Analysis of Dengue Virus Genetic Diversity during Human and Mosquito Infection Reveals Genetic Constraints.

Author information

1
Program in Emerging Infectious Diseases, Duke-NUS Graduate Medical School, Singapore.
2
Computational and Systems Biology, Genome Institute of Singapore, Singapore.
3
Saw Swee Hock School of Public Health, National University of Singapore and National University Health System, Singapore; Yale-NUS College, National University of Singapore, Singapore; Program in Health Services and Systems Research, Duke-NUS Graduate Medical School, Singapore.

Abstract

Dengue viruses (DENV) cause debilitating and potentially life-threatening acute disease throughout the tropical world. While drug development efforts are underway, there are concerns that resistant strains will emerge rapidly. Indeed, antiviral drugs that target even conserved regions in other RNA viruses lose efficacy over time as the virus mutates. Here, we sought to determine if there are regions in the DENV genome that are not only evolutionarily conserved but genetically constrained in their ability to mutate and could hence serve as better antiviral targets.

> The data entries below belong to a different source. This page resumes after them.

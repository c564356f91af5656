use agent_core::grid::manhattan;
use agent_core::{
    Action, Agent, AgentConfig, AgentId, AgentState, Direction, Entity, EntityKind, Pos,
    WorldSnapshot,
};

fn arena(me: Pos, adversary: Pos, ammo: u32) -> WorldSnapshot {
    WorldSnapshot {
        entities: Vec::new(),
        me: AgentState { id: AgentId(0), pos: me, hp: 3, ammo },
        adversary: AgentState { id: AgentId(1), pos: adversary, hp: 3, ammo: 3 },
    }
}

fn place(snapshot: &mut WorldSnapshot, pos: Pos, kind: EntityKind, owner: Option<AgentId>) {
    snapshot.entities.push(Entity { pos, kind, owner });
}

#[test]
fn standing_on_own_bomb_steps_toward_ammo() {
    let me = Pos { x: 4, y: 4 };
    let mut snapshot = arena(me, Pos { x: 0, y: 8 }, 2);
    place(&mut snapshot, me, EntityKind::Bomb, Some(AgentId(0)));
    place(&mut snapshot, Pos { x: 4, y: 5 }, EntityKind::Ammo, None);

    let action = Agent::new(AgentConfig::default()).decide(0, &snapshot);
    assert_eq!(action, Action::Move(Direction::Up));
}

#[test]
fn adjacent_adversary_with_ammo_gets_bombed() {
    let snapshot = arena(Pos { x: 0, y: 0 }, Pos { x: 1, y: 0 }, 2);
    let action = Agent::new(AgentConfig::default()).decide(0, &snapshot);
    assert_eq!(action, Action::PlaceBomb);
}

#[test]
fn adjacent_adversary_without_ammo_takes_only_open_tile() {
    let mut snapshot = arena(Pos { x: 0, y: 0 }, Pos { x: 1, y: 0 }, 0);
    // The adversary's tile is blocked by a crate so (0,1) is the lone traversable neighbor.
    place(&mut snapshot, Pos { x: 1, y: 0 }, EntityKind::DestructibleWall, None);

    let action = Agent::new(AgentConfig::default()).decide(0, &snapshot);
    assert_eq!(action, Action::Move(Direction::Up));
}

#[test]
fn distant_adversary_is_chased() {
    let me = Pos { x: 2, y: 2 };
    let adversary = Pos { x: 5, y: 5 };
    let snapshot = arena(me, adversary, 3);
    assert_eq!(manhattan(me, adversary), 6);

    let action = Agent::new(AgentConfig::default()).decide(0, &snapshot);
    let Action::Move(direction) = action else {
        panic!("expected a move toward the adversary, got {action:?}");
    };
    assert_eq!(manhattan(me.step(direction), adversary), 5);
}

#[test]
fn blast_on_the_only_exit_leaves_agent_idle() {
    let me = Pos { x: 0, y: 0 };
    let mut snapshot = arena(me, Pos { x: 8, y: 8 }, 3);
    place(&mut snapshot, me, EntityKind::Bomb, Some(AgentId(0)));
    place(&mut snapshot, Pos { x: 0, y: 1 }, EntityKind::Blast, None);
    place(&mut snapshot, Pos { x: 1, y: 0 }, EntityKind::IndestructibleWall, None);

    let action = Agent::new(AgentConfig::default()).decide(0, &snapshot);
    assert_eq!(action, Action::Idle);
}

#[test]
fn environment_style_overrides_change_urgency_timing() {
    let me = Pos { x: 4, y: 4 };
    let mut snapshot = arena(me, Pos { x: 8, y: 8 }, 3);
    place(&mut snapshot, Pos { x: 4, y: 6 }, EntityKind::Bomb, Some(AgentId(1)));

    let mut config = AgentConfig::default();
    config
        .apply_env_overrides(|name| (name == "BOMB_DURATION_TICKS").then(|| "5".to_string()))
        .expect("override");
    config.validate().expect("valid config");

    // A 5-tick bomb minus the 2-tick margin is urgent on first sighting.
    let action = Agent::new(config).decide(0, &snapshot);
    assert_eq!(action, Action::Move(Direction::Down));
}
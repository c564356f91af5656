//! Shared test fixtures for the core unit test suites.
//! This module exists to avoid repeating snapshot setup across many tests.
//! It does not own production decision logic.

use crate::snapshot::{AgentState, Entity, WorldSnapshot};
use crate::types::*;

pub(crate) const ME: AgentId = AgentId(0);
pub(crate) const ADVERSARY: AgentId = AgentId(1);

/// Board with no entities; both agents at full health with three bombs.
pub(crate) fn open_arena(me: Pos, adversary: Pos) -> WorldSnapshot {
    WorldSnapshot {
        entities: Vec::new(),
        me: AgentState { id: ME, pos: me, hp: 3, ammo: 3 },
        adversary: AgentState { id: ADVERSARY, pos: adversary, hp: 3, ammo: 3 },
    }
}

pub(crate) fn entity(pos: Pos, kind: EntityKind) -> Entity {
    Entity { pos, kind, owner: None }
}

pub(crate) fn owned(pos: Pos, kind: EntityKind, owner: AgentId) -> Entity {
    Entity { pos, kind, owner: Some(owner) }
}

/// Surrounds `center` with indestructible walls except for the listed openings.
pub(crate) fn wall_in(snapshot: &mut WorldSnapshot, center: Pos, openings: &[Pos]) {
    for direction in Direction::ALL {
        let tile = center.step(direction);
        if !openings.contains(&tile) {
            snapshot.entities.push(entity(tile, EntityKind::IndestructibleWall));
        }
    }
}
//! Per-tick labelling of candidate tiles.
//! Every list keeps the candidate order, which tile ranking relies on for tie-breaks.

use crate::hazard::HazardMap;
use crate::snapshot::WorldSnapshot;
use crate::types::{EntityKind, Pos};

#[derive(Clone, Debug, Default, PartialEq, Eq)]
pub struct TileClasses {
    pub empty: Vec<Pos>,
    pub safe: Vec<Pos>,
    /// Non-wall tiles that are not blasted. Superset of `safe`.
    pub traversable: Vec<Pos>,
}

pub fn is_empty(tile: Pos, snapshot: &WorldSnapshot) -> bool {
    snapshot.entity_at(tile).is_none()
}

/// Empty, or holding a pickup that no blast covers.
pub fn is_safe(tile: Pos, snapshot: &WorldSnapshot, blasts: &HazardMap) -> bool {
    match snapshot.entity_at(tile) {
        None => true,
        Some(entity) => entity.kind.is_pickup() && is_traversable(tile, snapshot, blasts),
    }
}

/// Empty, or holding anything but a wall where no blast is tracked or still on the board.
pub fn is_traversable(tile: Pos, snapshot: &WorldSnapshot, blasts: &HazardMap) -> bool {
    match snapshot.entity_at(tile) {
        None => true,
        Some(entity) => {
            !blasts.is_active(tile)
                && !entity.kind.is_wall()
                && !snapshot.has_entity_at(tile, EntityKind::Blast)
        }
    }
}

pub fn classify_tiles(tiles: &[Pos], snapshot: &WorldSnapshot, blasts: &HazardMap) -> TileClasses {
    let mut classes = TileClasses::default();
    for &tile in tiles {
        if is_empty(tile, snapshot) {
            classes.empty.push(tile);
        }
        if is_safe(tile, snapshot, blasts) {
            classes.safe.push(tile);
        }
        if is_traversable(tile, snapshot, blasts) {
            classes.traversable.push(tile);
        }
    }
    classes
}
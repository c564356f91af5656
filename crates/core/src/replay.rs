use crate::{
    agent::Agent,
    config::AgentConfig,
    snapshot::WorldSnapshot,
    types::{Action, Decision, Rule},
};

#[derive(Clone, Copy, Debug, PartialEq, Eq)]
pub struct ReplayStep {
    pub tick: u64,
    pub decision: Decision,
}

impl ReplayStep {
    pub fn action(&self) -> Action {
        self.decision.action
    }

    pub fn rule(&self) -> Rule {
        self.decision.rule
    }
}

/// Runs a fresh agent over `frames` in order, one decision per frame.
pub fn replay_frames<I>(config: &AgentConfig, frames: I) -> Vec<ReplayStep>
where
    I: IntoIterator<Item = (u64, WorldSnapshot)>,
{
    let mut agent = Agent::new(config.clone());
    frames
        .into_iter()
        .map(|(tick, snapshot)| ReplayStep { tick, decision: agent.evaluate(tick, &snapshot) })
        .collect()
}
//! Per-tick world view handed to the agent.
//! Snapshots are built once per tick (usually by `wire`) and only read afterwards.

use crate::types::*;

#[derive(Clone, Copy, Debug, PartialEq, Eq)]
pub struct Entity {
    pub pos: Pos,
    pub kind: EntityKind,
    pub owner: Option<AgentId>,
}

#[derive(Clone, Copy, Debug, PartialEq, Eq)]
pub struct AgentState {
    pub id: AgentId,
    pub pos: Pos,
    pub hp: i32,
    pub ammo: u32,
}

#[derive(Clone, Debug, PartialEq, Eq)]
pub struct WorldSnapshot {
    pub entities: Vec<Entity>,
    pub me: AgentState,
    pub adversary: AgentState,
}

impl WorldSnapshot {
    /// First entity at `pos` in snapshot order.
    pub fn entity_at(&self, pos: Pos) -> Option<&Entity> {
        self.entities.iter().find(|entity| entity.pos == pos)
    }

    pub fn has_entity_at(&self, pos: Pos, kind: EntityKind) -> bool {
        self.entities.iter().any(|entity| entity.pos == pos && entity.kind == kind)
    }

    pub fn positions_of(&self, kind: EntityKind) -> Vec<Pos> {
        self.entities.iter().filter(|entity| entity.kind == kind).map(|entity| entity.pos).collect()
    }

    pub fn first_own_bomb(&self) -> Option<Pos> {
        self.entities
            .iter()
            .find(|entity| entity.kind == EntityKind::Bomb && entity.owner == Some(self.me.id))
            .map(|entity| entity.pos)
    }
}

#[cfg(test)]
mod tests {
    use super::*;
    use crate::test_support::*;

    #[test]
    fn entity_at_returns_first_entity_in_snapshot_order() {
        let mut snapshot = open_arena(Pos { x: 4, y: 4 }, Pos { x: 0, y: 0 });
        let tile = Pos { x: 2, y: 2 };
        snapshot.entities.push(entity(tile, EntityKind::Blast));
        snapshot.entities.push(entity(tile, EntityKind::Ammo));

        assert_eq!(snapshot.entity_at(tile).map(|e| e.kind), Some(EntityKind::Blast));
        assert!(snapshot.has_entity_at(tile, EntityKind::Ammo));
        assert!(snapshot.entity_at(Pos { x: 3, y: 3 }).is_none());
    }

    #[test]
    fn first_own_bomb_ignores_adversary_bombs() {
        let mut snapshot = open_arena(Pos { x: 4, y: 4 }, Pos { x: 0, y: 0 });
        let adversary = snapshot.adversary.id;
        let me = snapshot.me.id;
        snapshot.entities.push(owned(Pos { x: 1, y: 1 }, EntityKind::Bomb, adversary));
        snapshot.entities.push(owned(Pos { x: 5, y: 5 }, EntityKind::Bomb, me));
        snapshot.entities.push(owned(Pos { x: 6, y: 6 }, EntityKind::Bomb, me));

        assert_eq!(snapshot.first_own_bomb(), Some(Pos { x: 5, y: 5 }));
    }

    #[test]
    fn first_own_bomb_is_none_without_own_bombs() {
        let mut snapshot = open_arena(Pos { x: 4, y: 4 }, Pos { x: 0, y: 0 });
        snapshot.entities.push(entity(Pos { x: 1, y: 1 }, EntityKind::Bomb));
        assert_eq!(snapshot.first_own_bomb(), None);
    }
}
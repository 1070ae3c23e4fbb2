//! JWT access-token validation and test-time generation.
//!
//! Access tokens are HS256-signed JWTs carrying a [`Claims`] payload. The
//! gateway shares `JWT_SECRET` with the identity provider and verifies
//! signature and expiry on every request; the `email` claim is the only
//! identity the rest of the system ever sees.

use jsonwebtoken::{decode, encode, DecodingKey, EncodingKey, Header, Validation};
use serde::{Deserialize, Serialize};

/// JWT claims embedded in every access token.
#[derive(Debug, Serialize, Deserialize, Clone)]
pub struct Claims {
    /// Subject, the identity provider's opaque user id.
    pub sub: String,
    /// The verified email address. This is the ownership key for every
    /// record in the system.
    pub email: String,
    /// Expiration time (UTC Unix timestamp).
    pub exp: i64,
    /// Issued-at time (UTC Unix timestamp).
    pub iat: i64,
}

/// Configuration for token validation and test-time generation.
#[derive(Debug, Clone)]
pub struct JwtConfig {
    /// HMAC-SHA256 secret shared with the identity provider.
    pub secret: String,
    /// Access token lifetime in minutes for locally generated tokens
    /// (default: 60).
    pub access_token_expiry_mins: i64,
}

/// Default access token expiry in minutes.
const DEFAULT_ACCESS_EXPIRY_MINS: i64 = 60;

impl JwtConfig {
    /// Load JWT configuration from environment variables.
    ///
    /// | Env Var                  | Required | Default |
    /// |--------------------------|----------|---------|
    /// | `JWT_SECRET`             | **yes**  | --      |
    /// | `JWT_ACCESS_EXPIRY_MINS` | no       | `60`    |
    ///
    /// # Panics
    ///
    /// Panics if `JWT_SECRET` is not set or is empty.
    pub fn from_env() -> Self {
        let secret =
            std::env::var("JWT_SECRET").expect("JWT_SECRET must be set in the environment");
        assert!(!secret.is_empty(), "JWT_SECRET must not be empty");

        let access_token_expiry_mins: i64 = std::env::var("JWT_ACCESS_EXPIRY_MINS")
            .unwrap_or_else(|_| DEFAULT_ACCESS_EXPIRY_MINS.to_string())
            .parse()
            .expect("JWT_ACCESS_EXPIRY_MINS must be a valid i64");

        Self {
            secret,
            access_token_expiry_mins,
        }
    }
}

/// Generate an HS256 access token for the given identity.
///
/// Production tokens come from the identity provider; this mirrors its
/// claim layout for tests and local development.
pub fn generate_access_token(
    subject: &str,
    email: &str,
    config: &JwtConfig,
) -> Result<String, jsonwebtoken::errors::Error> {
    let now = chrono::Utc::now().timestamp();
    let exp = now + config.access_token_expiry_mins * 60;

    let claims = Claims {
        sub: subject.to_string(),
        email: email.to_string(),
        exp,
        iat: now,
    };

    encode(
        &Header::default(), // HS256
        &claims,
        &EncodingKey::from_secret(config.secret.as_bytes()),
    )
}

/// Validate and decode an access token, returning the embedded [`Claims`].
///
/// Validates the signature and expiration automatically.
pub fn validate_token(
    token: &str,
    config: &JwtConfig,
) -> Result<Claims, jsonwebtoken::errors::Error> {
    let token_data = decode::<Claims>(
        token,
        &DecodingKey::from_secret(config.secret.as_bytes()),
        &Validation::default(), // HS256, validates exp
    )?;
    Ok(token_data.claims)
}

#[cfg(test)]
mod tests {
    use super::*;

    fn test_config() -> JwtConfig {
        JwtConfig {
            secret: "test-secret-that-is-long-enough-for-hmac".to_string(),
            access_token_expiry_mins: 60,
        }
    }

    #[test]
    fn test_generate_and_validate_access_token() {
        let config = test_config();
        let token = generate_access_token("user-42", "alice@example.com", &config)
            .expect("token generation should succeed");

        let claims = validate_token(&token, &config).expect("token validation should succeed");
        assert_eq!(claims.sub, "user-42");
        assert_eq!(claims.email, "alice@example.com");
        assert!(claims.exp > claims.iat);
    }

    #[test]
    fn test_expired_token_fails() {
        let config = test_config();

        // Manually create an already-expired token, well beyond the
        // default 60-second leeway.
        let now = chrono::Utc::now().timestamp();
        let claims = Claims {
            sub: "user-1".to_string(),
            email: "alice@example.com".to_string(),
            exp: now - 300,
            iat: now - 600,
        };

        let token = encode(
            &Header::default(),
            &claims,
            &EncodingKey::from_secret(config.secret.as_bytes()),
        )
        .expect("encoding should succeed");

        let result = validate_token(&token, &config);
        assert!(result.is_err(), "expired token must fail validation");
    }

    #[test]
    fn test_different_secrets_fail() {
        let config_a = JwtConfig {
            secret: "secret-alpha".to_string(),
            access_token_expiry_mins: 60,
        };
        let config_b = JwtConfig {
            secret: "secret-bravo".to_string(),
            access_token_expiry_mins: 60,
        };

        let token = generate_access_token("user-1", "alice@example.com", &config_a)
            .expect("token generation should succeed");

        let result = validate_token(&token, &config_b);
        assert!(
            result.is_err(),
            "token signed with a different secret must fail"
        );
    }

    #[test]
    fn test_token_without_email_claim_fails_decoding() {
        let config = test_config();

        #[derive(serde::Serialize)]
        struct BareClaims {
            sub: String,
            exp: i64,
            iat: i64,
        }

        let now = chrono::Utc::now().timestamp();
        let token = encode(
            &Header::default(),
            &BareClaims {
                sub: "user-1".to_string(),
                exp: now + 600,
                iat: now,
            },
            &EncodingKey::from_secret(config.secret.as_bytes()),
        )
        .expect("encoding should succeed");

        assert!(validate_token(&token, &config).is_err());
    }
}
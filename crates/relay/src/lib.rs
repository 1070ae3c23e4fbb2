//! One-way client for the external rendering pipeline.
//!
//! The gateway hands accepted work to the pipeline's job webhooks and
//! passes the pipeline's immediate acknowledgment back to the caller.
//! Nothing here retries, polls, or waits for results: the eventual
//! outcome of a job arrives later through the record store's change
//! feeds, written by the pipeline's own ingest calls.

pub mod client;
pub mod endpoints;
pub mod job;

pub use client::{RelayClient, RelayError};
pub use endpoints::RelayEndpoints;
pub use job::{CharacterJob, SceneJob};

High-throughput sequencing of DENV-1 genome directly from twelve, paired dengue patients' sera and then passaging these sera into the two primary mosquito vectors showed consistent and distinct sequence changes during infection. In particular, two residues in the NS5 protein coding sequence appear to be specifically acquired during infection in Ae. aegypti but not Ae. albopictus. Importantly, we identified a region within the NS3 protein coding sequence that is refractory to mutation during human and mosquito infection. Collectively, these findings provide fresh insights into antiviral targets and could serve as an approach to defining evolutionarily constrained regions for therapeutic targeting in other RNA viruses.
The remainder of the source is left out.